-- Source information follows --

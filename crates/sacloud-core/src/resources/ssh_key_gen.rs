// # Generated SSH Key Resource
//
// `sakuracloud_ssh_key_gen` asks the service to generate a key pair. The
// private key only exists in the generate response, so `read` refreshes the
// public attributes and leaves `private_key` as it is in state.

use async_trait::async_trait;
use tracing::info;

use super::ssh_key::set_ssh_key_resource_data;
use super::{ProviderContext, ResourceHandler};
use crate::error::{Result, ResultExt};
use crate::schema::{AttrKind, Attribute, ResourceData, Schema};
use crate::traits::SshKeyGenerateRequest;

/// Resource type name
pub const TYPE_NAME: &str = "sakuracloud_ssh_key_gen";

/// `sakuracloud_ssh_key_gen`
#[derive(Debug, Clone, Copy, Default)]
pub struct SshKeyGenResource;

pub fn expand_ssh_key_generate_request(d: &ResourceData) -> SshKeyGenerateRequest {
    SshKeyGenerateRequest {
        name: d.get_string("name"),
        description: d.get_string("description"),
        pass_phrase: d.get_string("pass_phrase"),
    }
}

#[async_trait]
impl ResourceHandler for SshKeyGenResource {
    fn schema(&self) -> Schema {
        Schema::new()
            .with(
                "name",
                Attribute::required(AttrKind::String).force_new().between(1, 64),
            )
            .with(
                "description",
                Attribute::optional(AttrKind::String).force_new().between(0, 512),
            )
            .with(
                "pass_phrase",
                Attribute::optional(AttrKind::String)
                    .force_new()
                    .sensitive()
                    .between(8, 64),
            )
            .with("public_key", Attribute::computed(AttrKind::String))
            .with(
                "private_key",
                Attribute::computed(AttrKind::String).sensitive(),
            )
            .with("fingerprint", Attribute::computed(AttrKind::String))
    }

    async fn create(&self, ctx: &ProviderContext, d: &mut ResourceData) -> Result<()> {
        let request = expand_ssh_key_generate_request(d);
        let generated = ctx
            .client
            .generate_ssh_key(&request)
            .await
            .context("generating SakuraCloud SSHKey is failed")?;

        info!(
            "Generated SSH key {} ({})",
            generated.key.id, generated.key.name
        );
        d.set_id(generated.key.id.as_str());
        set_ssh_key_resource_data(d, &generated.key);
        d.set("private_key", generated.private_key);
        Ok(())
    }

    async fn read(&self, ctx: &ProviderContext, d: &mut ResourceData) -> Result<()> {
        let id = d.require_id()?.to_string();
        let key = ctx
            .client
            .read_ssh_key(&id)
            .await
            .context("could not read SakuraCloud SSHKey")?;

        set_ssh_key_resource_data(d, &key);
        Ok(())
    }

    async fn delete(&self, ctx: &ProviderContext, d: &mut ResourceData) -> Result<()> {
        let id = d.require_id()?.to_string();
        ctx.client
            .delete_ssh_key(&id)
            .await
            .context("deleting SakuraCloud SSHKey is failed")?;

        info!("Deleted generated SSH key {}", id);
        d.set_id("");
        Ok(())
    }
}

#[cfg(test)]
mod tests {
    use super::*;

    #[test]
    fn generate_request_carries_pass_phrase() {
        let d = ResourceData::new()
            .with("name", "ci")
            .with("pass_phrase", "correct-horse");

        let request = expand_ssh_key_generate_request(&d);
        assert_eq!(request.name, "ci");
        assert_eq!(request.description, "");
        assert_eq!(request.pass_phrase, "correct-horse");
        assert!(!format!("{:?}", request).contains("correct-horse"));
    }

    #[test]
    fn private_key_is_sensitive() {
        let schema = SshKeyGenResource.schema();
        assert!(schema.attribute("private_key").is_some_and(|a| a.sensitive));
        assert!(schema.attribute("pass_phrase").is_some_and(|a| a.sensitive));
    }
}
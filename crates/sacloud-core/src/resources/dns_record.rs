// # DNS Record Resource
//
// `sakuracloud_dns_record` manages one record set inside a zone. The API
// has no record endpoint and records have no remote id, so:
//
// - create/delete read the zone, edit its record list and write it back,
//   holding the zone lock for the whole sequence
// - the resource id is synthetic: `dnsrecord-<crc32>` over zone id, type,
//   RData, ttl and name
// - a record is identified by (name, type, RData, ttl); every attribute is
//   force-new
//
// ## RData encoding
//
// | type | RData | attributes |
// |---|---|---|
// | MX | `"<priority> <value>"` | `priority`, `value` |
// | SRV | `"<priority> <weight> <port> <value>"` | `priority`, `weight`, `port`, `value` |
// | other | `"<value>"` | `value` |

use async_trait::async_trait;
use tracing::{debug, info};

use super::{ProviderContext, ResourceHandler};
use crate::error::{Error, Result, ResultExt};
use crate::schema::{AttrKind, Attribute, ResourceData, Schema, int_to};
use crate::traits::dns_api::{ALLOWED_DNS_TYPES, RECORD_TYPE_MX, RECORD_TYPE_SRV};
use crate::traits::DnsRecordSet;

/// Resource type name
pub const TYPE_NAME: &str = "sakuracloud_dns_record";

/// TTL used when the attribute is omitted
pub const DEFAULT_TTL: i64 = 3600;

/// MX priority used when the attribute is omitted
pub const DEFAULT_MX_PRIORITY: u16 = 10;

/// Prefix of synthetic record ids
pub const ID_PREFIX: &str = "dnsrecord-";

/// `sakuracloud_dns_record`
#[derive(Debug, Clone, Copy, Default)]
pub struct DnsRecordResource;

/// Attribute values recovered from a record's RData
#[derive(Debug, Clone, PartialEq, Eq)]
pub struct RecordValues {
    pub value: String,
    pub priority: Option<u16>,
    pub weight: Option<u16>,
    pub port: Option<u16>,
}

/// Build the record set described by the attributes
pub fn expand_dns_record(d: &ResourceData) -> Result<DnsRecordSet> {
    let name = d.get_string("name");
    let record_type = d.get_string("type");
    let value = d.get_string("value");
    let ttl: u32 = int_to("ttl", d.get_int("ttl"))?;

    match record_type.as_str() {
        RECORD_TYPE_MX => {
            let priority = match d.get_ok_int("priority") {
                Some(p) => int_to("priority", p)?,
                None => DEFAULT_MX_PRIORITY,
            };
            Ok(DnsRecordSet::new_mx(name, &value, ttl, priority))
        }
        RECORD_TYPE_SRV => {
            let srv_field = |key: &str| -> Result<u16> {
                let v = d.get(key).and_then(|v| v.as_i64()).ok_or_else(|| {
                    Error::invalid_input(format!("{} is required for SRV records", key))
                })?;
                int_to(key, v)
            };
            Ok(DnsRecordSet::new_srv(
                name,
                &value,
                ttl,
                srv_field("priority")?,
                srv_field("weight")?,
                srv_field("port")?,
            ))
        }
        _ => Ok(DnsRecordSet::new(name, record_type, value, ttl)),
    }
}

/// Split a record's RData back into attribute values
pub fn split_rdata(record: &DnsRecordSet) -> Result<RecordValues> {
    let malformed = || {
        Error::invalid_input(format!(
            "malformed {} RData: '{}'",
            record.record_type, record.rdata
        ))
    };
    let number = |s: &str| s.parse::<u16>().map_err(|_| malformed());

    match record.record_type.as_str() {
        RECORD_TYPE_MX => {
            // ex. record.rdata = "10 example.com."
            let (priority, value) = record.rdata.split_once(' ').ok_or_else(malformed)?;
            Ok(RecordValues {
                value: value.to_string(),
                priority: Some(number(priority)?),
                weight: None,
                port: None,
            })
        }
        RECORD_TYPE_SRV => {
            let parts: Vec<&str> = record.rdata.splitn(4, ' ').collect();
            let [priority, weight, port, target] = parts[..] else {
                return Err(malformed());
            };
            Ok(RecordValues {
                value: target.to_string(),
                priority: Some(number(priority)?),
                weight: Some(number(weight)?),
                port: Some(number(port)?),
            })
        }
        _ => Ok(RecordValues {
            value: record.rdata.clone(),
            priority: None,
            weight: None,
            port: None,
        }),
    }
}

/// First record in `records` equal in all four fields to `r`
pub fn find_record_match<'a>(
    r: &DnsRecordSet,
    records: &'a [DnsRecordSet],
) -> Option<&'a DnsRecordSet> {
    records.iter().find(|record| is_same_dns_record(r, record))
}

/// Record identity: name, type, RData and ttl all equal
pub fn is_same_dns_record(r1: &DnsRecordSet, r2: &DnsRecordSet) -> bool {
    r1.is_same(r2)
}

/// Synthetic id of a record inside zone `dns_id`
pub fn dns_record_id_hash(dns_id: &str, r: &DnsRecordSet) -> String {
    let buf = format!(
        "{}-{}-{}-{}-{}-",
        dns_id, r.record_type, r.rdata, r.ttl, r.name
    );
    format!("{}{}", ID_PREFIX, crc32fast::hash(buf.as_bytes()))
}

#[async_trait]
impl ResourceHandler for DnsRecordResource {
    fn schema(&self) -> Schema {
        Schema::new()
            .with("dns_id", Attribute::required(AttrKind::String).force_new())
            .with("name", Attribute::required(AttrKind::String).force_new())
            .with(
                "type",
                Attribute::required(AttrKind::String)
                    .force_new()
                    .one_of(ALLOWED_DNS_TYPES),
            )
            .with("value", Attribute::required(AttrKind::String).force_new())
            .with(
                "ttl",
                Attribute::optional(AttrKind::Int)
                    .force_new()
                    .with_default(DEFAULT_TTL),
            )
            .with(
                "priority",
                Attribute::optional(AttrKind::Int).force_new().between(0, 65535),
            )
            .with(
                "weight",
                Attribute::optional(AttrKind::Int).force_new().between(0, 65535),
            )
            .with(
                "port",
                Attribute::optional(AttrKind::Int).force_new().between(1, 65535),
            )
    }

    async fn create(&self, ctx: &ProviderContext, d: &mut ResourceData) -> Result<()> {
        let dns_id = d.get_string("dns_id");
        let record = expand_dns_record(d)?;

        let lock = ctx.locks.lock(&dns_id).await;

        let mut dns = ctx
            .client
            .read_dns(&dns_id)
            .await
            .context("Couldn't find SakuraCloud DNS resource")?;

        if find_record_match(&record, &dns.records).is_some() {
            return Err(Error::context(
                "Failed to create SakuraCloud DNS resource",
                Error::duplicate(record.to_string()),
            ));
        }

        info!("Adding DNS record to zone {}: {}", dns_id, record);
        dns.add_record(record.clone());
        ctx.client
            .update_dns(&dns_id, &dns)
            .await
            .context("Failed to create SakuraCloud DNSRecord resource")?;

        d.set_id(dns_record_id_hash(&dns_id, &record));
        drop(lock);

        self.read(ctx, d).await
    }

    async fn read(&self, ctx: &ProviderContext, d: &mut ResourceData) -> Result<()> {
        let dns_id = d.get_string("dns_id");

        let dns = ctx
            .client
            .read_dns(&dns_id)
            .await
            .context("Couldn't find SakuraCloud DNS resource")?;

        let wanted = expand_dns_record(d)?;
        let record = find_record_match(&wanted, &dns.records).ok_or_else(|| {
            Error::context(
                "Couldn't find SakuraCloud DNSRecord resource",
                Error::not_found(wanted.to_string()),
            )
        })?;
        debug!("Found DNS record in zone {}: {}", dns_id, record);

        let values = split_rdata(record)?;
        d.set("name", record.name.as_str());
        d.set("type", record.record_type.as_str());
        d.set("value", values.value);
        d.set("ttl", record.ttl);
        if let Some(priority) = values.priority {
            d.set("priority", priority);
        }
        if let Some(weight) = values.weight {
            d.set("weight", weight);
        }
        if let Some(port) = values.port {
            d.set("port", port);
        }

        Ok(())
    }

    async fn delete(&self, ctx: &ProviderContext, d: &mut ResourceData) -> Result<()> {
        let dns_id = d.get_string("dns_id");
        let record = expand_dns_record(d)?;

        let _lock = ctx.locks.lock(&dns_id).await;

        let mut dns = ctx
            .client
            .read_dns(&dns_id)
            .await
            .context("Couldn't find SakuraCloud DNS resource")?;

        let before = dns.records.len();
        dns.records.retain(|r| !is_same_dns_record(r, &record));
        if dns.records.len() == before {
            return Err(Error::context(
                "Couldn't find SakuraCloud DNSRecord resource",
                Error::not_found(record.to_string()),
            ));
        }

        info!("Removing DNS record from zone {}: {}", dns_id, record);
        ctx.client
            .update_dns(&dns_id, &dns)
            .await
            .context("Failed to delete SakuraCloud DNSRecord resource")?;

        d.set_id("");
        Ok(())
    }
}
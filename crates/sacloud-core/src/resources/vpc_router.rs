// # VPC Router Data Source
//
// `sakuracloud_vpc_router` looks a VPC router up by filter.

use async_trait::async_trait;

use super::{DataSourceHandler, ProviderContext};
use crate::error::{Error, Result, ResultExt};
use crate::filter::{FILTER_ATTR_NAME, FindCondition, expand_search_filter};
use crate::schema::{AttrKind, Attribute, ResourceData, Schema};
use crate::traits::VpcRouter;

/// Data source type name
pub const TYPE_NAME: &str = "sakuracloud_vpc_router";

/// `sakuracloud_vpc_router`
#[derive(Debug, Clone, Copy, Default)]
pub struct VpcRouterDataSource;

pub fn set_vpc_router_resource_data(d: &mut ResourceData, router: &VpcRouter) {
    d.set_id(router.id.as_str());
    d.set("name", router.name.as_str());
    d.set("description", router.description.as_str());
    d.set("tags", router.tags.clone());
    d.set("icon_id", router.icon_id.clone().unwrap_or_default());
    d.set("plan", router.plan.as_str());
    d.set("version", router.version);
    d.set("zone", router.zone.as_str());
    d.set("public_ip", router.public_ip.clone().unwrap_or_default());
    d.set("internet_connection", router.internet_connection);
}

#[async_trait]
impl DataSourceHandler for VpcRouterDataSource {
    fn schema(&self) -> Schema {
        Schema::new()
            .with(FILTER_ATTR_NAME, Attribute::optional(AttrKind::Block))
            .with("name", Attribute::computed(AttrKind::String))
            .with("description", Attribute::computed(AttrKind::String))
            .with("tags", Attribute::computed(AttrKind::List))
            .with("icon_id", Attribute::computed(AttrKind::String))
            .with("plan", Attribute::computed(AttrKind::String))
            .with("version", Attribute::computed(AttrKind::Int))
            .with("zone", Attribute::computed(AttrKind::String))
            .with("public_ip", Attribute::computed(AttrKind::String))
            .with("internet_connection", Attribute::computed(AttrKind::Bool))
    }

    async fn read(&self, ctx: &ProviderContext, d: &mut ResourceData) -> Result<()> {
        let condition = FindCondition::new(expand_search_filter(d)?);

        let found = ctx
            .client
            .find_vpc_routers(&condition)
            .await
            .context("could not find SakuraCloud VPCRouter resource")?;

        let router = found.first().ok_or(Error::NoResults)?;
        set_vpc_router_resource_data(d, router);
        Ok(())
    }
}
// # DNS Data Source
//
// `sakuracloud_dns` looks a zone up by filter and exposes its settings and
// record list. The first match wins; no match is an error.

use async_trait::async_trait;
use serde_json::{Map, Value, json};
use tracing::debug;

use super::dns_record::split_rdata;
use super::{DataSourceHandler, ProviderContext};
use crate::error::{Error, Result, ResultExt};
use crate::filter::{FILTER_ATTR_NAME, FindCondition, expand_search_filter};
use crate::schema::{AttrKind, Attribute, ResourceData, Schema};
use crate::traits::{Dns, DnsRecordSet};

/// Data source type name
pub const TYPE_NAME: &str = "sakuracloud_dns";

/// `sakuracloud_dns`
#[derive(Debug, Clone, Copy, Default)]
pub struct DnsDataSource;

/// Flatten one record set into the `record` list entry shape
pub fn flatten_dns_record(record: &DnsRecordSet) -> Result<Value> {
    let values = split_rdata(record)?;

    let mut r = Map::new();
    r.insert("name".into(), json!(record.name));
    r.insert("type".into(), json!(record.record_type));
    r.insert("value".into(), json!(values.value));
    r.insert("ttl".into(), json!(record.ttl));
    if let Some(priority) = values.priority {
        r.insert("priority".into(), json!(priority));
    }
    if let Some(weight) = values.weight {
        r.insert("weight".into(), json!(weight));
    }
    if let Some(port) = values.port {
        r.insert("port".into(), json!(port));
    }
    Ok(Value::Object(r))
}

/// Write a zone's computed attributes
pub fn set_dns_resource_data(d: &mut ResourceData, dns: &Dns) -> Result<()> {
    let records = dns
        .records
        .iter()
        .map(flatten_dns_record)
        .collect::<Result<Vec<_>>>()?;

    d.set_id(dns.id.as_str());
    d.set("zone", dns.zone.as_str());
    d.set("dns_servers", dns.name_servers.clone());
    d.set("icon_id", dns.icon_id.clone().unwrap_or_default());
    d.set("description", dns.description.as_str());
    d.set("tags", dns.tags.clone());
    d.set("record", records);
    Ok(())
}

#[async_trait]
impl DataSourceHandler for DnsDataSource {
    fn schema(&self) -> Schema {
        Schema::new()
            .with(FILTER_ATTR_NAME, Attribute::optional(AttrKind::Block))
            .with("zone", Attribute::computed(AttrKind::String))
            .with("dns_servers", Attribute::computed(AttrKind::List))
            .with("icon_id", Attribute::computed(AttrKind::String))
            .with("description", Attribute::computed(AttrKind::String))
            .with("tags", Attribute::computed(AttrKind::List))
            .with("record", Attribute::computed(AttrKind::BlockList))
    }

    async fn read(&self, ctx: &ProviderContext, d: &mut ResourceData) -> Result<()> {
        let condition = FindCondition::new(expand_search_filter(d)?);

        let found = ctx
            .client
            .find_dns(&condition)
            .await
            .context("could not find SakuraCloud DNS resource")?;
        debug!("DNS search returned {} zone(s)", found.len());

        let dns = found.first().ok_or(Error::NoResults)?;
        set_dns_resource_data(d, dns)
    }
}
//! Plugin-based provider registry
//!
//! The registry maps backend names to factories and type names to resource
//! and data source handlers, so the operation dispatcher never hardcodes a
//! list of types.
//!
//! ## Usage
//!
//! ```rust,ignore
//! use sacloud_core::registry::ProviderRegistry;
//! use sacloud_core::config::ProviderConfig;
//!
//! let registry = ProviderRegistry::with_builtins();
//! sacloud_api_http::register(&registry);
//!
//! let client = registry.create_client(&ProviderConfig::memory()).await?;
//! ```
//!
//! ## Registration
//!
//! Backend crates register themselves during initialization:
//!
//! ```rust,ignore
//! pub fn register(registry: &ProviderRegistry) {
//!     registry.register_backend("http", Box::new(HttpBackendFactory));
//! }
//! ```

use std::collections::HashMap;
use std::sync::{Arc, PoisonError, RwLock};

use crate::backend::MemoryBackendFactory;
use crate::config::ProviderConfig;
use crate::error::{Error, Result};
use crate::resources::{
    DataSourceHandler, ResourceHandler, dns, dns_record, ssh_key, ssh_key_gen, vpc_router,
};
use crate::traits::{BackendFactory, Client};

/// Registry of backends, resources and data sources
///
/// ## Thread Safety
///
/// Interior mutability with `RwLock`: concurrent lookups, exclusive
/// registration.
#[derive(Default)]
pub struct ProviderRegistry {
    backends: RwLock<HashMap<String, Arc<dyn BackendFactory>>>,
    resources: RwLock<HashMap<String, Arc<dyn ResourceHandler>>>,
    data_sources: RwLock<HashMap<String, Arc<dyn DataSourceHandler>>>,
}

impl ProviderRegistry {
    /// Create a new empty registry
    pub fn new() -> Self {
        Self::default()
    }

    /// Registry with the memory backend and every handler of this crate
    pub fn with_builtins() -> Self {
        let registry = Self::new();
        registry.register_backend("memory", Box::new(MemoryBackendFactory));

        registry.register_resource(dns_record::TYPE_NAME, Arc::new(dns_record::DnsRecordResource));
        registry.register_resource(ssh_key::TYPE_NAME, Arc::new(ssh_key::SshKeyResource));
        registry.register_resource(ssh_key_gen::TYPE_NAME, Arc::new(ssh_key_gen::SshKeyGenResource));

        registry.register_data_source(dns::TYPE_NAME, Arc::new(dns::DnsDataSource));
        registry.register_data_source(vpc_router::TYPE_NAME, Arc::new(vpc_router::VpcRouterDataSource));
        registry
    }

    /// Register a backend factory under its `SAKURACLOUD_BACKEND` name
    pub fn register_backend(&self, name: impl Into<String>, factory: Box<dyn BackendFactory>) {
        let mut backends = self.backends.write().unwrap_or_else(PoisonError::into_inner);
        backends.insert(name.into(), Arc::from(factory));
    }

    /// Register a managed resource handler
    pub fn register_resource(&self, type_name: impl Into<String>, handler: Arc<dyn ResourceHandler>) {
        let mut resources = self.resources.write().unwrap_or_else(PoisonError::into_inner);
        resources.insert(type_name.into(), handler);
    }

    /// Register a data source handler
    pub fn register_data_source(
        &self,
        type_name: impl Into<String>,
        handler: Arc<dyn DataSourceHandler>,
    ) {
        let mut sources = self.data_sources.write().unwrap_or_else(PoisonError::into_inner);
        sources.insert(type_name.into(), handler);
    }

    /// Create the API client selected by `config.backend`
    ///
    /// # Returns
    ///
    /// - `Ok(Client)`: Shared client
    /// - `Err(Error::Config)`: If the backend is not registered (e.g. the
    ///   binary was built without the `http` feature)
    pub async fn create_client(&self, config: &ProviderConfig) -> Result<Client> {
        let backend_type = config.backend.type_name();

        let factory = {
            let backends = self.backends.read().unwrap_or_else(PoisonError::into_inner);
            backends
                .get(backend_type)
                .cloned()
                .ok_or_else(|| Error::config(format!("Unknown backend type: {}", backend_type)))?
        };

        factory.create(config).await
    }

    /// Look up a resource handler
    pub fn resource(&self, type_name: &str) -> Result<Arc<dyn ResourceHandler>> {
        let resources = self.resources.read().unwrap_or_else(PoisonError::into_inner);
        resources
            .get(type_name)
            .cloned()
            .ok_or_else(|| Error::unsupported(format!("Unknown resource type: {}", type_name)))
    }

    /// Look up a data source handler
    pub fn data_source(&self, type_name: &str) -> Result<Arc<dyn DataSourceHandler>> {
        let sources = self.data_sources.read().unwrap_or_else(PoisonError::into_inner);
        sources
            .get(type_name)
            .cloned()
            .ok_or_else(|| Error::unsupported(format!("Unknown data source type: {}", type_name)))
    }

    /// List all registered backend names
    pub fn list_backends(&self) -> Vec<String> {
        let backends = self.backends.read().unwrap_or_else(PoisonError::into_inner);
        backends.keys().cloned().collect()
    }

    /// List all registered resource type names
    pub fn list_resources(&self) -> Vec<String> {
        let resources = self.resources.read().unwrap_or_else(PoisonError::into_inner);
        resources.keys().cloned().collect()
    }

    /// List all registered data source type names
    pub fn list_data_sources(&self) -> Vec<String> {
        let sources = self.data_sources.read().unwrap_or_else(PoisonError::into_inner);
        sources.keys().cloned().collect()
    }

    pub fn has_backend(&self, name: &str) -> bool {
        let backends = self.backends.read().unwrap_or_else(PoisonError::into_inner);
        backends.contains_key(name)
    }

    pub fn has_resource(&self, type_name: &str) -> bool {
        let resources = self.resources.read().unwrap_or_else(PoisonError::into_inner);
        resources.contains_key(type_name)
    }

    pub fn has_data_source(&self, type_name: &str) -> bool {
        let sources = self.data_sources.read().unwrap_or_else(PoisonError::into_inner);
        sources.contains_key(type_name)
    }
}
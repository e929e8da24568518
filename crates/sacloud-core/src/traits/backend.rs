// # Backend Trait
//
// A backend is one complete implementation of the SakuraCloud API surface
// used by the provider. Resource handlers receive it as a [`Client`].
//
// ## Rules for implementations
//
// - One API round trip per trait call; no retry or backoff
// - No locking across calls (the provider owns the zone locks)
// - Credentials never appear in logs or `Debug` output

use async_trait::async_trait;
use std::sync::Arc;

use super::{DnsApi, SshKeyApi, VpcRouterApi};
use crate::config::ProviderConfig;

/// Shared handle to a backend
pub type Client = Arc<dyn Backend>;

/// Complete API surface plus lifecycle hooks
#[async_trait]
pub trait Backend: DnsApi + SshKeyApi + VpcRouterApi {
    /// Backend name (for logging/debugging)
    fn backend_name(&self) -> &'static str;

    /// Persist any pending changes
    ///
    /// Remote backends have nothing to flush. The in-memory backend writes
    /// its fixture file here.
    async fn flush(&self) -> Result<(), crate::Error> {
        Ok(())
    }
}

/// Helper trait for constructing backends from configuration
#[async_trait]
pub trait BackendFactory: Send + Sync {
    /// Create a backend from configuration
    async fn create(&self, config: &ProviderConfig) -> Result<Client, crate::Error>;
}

-- Source information concluded --

"VpcRouterDataSource" is the word to look for; copy every line of the data that has it.

Exercise result -
pub struct VpcRouterDataSource;
impl DataSourceHandler for VpcRouterDataSource {
        registry.register_data_source(vpc_router::TYPE_NAME, Arc::new(vpc_router::VpcRouterDataSource));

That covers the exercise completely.